*WHAT THE TASK REQUIRES*: Each line of the material that includes the string "collaborator" counts once; report the total and nothing further.

□ □ □

//! Outcome records and the instructions they carry
//!
//! These are the value objects a resolved prayer produces: the gain
//! instruction consumed by the external piety-application collaborator and
//! the damage instruction consumed by the external damage collaborator. The
//! engine itself never touches a hero's piety.

use serde::{Deserialize, Serialize};

use crate::domain::value_objects::{BaselineRoll, Decision, DiceFormula};

/// Resource category for gain instructions. Conduit piety rides the heroic
/// resource track.
pub const GAIN_CATEGORY_HEROIC: &str = "heroic";

/// A resource-gain instruction of the form `gain <amount> <category>`.
#[derive(Debug, Clone, PartialEq, Eq, Serialize, Deserialize)]
pub struct GainInstruction {
    pub amount: u8,
    pub category: String,
}

impl GainInstruction {
    pub fn heroic(amount: u8) -> Self {
        Self {
            amount,
            category: GAIN_CATEGORY_HEROIC.to_string(),
        }
    }

    /// Render the instruction for the shared chronicle.
    pub fn render(&self) -> String {
        format!("gain {} {}", self.amount, self.category)
    }
}

/// Damage type carried by a damage instruction.
#[derive(Debug, Clone, Copy, PartialEq, Eq, Serialize, Deserialize)]
#[serde(rename_all = "lowercase")]
pub enum DamageType {
    Psychic,
}

impl std::fmt::Display for DamageType {
    fn fmt(&self, f: &mut std::fmt::Formatter<'_>) -> std::fmt::Result {
        match self {
            DamageType::Psychic => write!(f, "psychic"),
        }
    }
}

/// A damage instruction of the form `damage <dice> <type> [unblockable]`.
#[derive(Debug, Clone, PartialEq, Eq, Serialize, Deserialize)]
pub struct DamageInstruction {
    pub dice: DiceFormula,
    pub damage_type: DamageType,
    pub unblockable: bool,
}

impl DamageInstruction {
    /// The backlash a Conduit suffers when the gods are angered:
    /// `1d6 + level` psychic, unblockable.
    pub fn psychic_backlash(level: u8) -> Self {
        Self {
            dice: DiceFormula::new(1, 6).with_modifier(i32::from(level)),
            damage_type: DamageType::Psychic,
            unblockable: true,
        }
    }

    /// Render the instruction for the shared chronicle.
    pub fn render(&self) -> String {
        if self.unblockable {
            format!("damage {} {} unblockable", self.dice, self.damage_type)
        } else {
            format!("damage {} {}", self.dice, self.damage_type)
        }
    }
}

/// Narrative label attached to a resolved prayer outcome.
#[derive(Debug, Clone, Copy, PartialEq, Eq, Serialize, Deserialize)]
pub enum OutcomeLabel {
    Declined,
    GodsAngered,
    DivineGrace,
    DivineFavor,
}

impl OutcomeLabel {
    pub fn display_name(&self) -> &'static str {
        match self {
            OutcomeLabel::Declined => "declined",
            OutcomeLabel::GodsAngered => "gods angered",
            OutcomeLabel::DivineGrace => "divine grace",
            OutcomeLabel::DivineFavor => "divine favor",
        }
    }

    /// Chronicle header line for this outcome.
    pub fn header(&self) -> &'static str {
        match self {
            OutcomeLabel::Declined => "Prayer Declined",
            OutcomeLabel::GodsAngered => "THE GODS ARE ANGERED!",
            OutcomeLabel::DivineGrace => "DIVINE GRACE",
            OutcomeLabel::DivineFavor => "DIVINE FAVOR!",
        }
    }
}

/// A fully resolved prayer outcome for one turn-start occurrence.
///
/// `total_gain` is always `baseline + bonus(decision, baseline)`; the bonus
/// comes from the outcome table and nowhere else.
#[derive(Debug, Clone, PartialEq, Eq, Serialize, Deserialize)]
pub struct OutcomeRecord {
    pub baseline: BaselineRoll,
    pub decision: Decision,
    pub total_gain: u8,
    pub damage: Option<DamageInstruction>,
    pub boon_available: bool,
    pub label: OutcomeLabel,
}
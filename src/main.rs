//! Devotion Engine relay - the shared-session host process
//!
//! The relay holds what the clients share: the roster, the registered
//! heroes, the broadcast channel, and the append-only chronicle. It never
//! makes prayer decisions itself; clients embedding the library do.

use std::net::SocketAddr;
use std::sync::Arc;

use axum::{routing::get, Router};
use tower_http::{
    cors::{Any, CorsLayer},
    trace::TraceLayer,
};
use tracing_subscriber::{layer::SubscriberExt, util::SubscriberInitExt};

use devotion_engine::infrastructure::config::AppConfig;
use devotion_engine::infrastructure::state::AppState;
use devotion_engine::infrastructure::websocket;

#[tokio::main]
async fn main() -> anyhow::Result<()> {
    // Load environment variables from .env file
    dotenvy::dotenv().ok();

    // Initialize logging
    tracing_subscriber::registry()
        .with(
            tracing_subscriber::EnvFilter::try_from_default_env()
                .unwrap_or_else(|_| "devotion_engine=debug,tower_http=debug".into()),
        )
        .with(tracing_subscriber::fmt::layer())
        .init();

    tracing::info!("Starting Devotion Engine relay");

    // Load configuration
    let config = AppConfig::from_env()?;
    let server_port = config.server_port;
    tracing::info!("Configuration loaded");
    tracing::info!("  Chronicle capacity: {}", config.chronicle_capacity);

    // Initialize application state
    let state = Arc::new(AppState::new(config));
    tracing::info!("Application state initialized");

    // Build the router
    let app = Router::new()
        .route("/health", get(health_check))
        .route("/ws", get(websocket::ws_handler))
        .layer(
            CorsLayer::new()
                .allow_origin(Any)
                .allow_methods(Any)
                .allow_headers(Any),
        )
        .layer(TraceLayer::new_for_http())
        .with_state(state);

    // Start the server
    let addr = SocketAddr::from(([0, 0, 0, 0], server_port));
    tracing::info!("Listening on {}", addr);

    let listener = tokio::net::TcpListener::bind(addr).await?;
    let server = axum::serve(listener, app);

    // Run until the shutdown signal (Ctrl+C)
    tokio::select! {
        result = server => {
            if let Err(e) = result {
                tracing::error!("Server error: {}", e);
            }
        }
        _ = tokio::signal::ctrl_c() => {
            tracing::info!("Shutdown signal received");
        }
    }

    Ok(())
}

async fn health_check() -> &'static str {
    "OK"
}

□ □ □

*SOLUTION TO THIS PROBLEM*: 2